Preclinica studies of the combination of EM1 calcitrol analogue with paclitaxel in TNBC

Abstract

Triple negative breast cancer (TNBC) does not respond to current targeted therapies as it lacks the expression of hormone receptors and epidermal growth factor receptor HER2. Therefore, current treatment options include cytotoxic drugs such as taxanes, which are limited in terms of extending patient survival or improving patient’s quality of life. The vitamin D receptor is a nuclear transcription factor whose natural ligand, calcitriol, has antitumor activity. Unfortunately, calcitriol anticancer utility is limited by its hypercalcemic effects and thus, vitamin D analogues are being developed to try to solve this problem.
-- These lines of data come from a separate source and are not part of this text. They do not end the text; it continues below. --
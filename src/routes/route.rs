use actix_web::web;
use utoipa::OpenApi;
use utoipa_swagger_ui::SwaggerUi;

use super::admin_user::admin_user_route;
use super::auth::{auth_route, RequireAdmin};
use super::bird::{admin_bird_route, bird_route};
use super::media::media_route;
use super::util::util_route;
use crate::openapi::ApiDoc;

pub fn main_route(cfg: &mut web::ServiceConfig) {
    let openapi = ApiDoc::openapi();
    cfg.service(web::scope("/util").configure(util_route))
        .service(web::scope("/bird").configure(bird_route))
        .service(web::scope("/auth").configure(auth_route))
        .service(
            web::scope("/admin")
                .wrap(RequireAdmin)
                .service(web::scope("/bird").configure(admin_bird_route))
                .service(web::scope("/media").configure(media_route))
                .service(web::scope("/user").configure(admin_user_route)),
        )
        .service(SwaggerUi::new("/docs/{_:.*}").url("/api-docs/openapi.json", openapi));
}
We hypothesize that the analogue of calcitriol, EM1, has synergistic effect with Paclitaxel in TNBC without exerting additional toxicity. This would allow to use lower doses of cytotoxic chemotherapy, with the consequent reduction of adverse effects. Also, this combination could minimize or slow the development of resistance to chemotherapeutic agents. We first studied the activity of EM1 on cell count and observed that EM1 strongly decreases the viability of the 4T1 TNBC murine cell line (p<0.001), while not affecting significantly that of MDA-MB-231 cells. In addition, EM1 was able to retard 4T1 cell migration in the wound healing assay (p<0.001) and to inhibit the invasion through Matrigel (p<0.001). The subsequent combination assays showed that EM1 and Paclitaxel did not display antagonistic effects in the cell count of the MDA-MB-231 cells. In addition, a pilot experiment of syngeneic transplantation of 4T1 cells in Balb/C mice showed that mice did not develop hypercalcemia or other signs of toxicity, following 30 days of EM1 treatment. Importantly, although no reduction in the growth of the primary tumor was observed, a significant decrease in the number of lung metastases (p<0.0024) was obtained. Altogether, these results suggest that EM1 could be an effective agent in combination with Paclitaxel in TNBC, by targeting the metastatic process.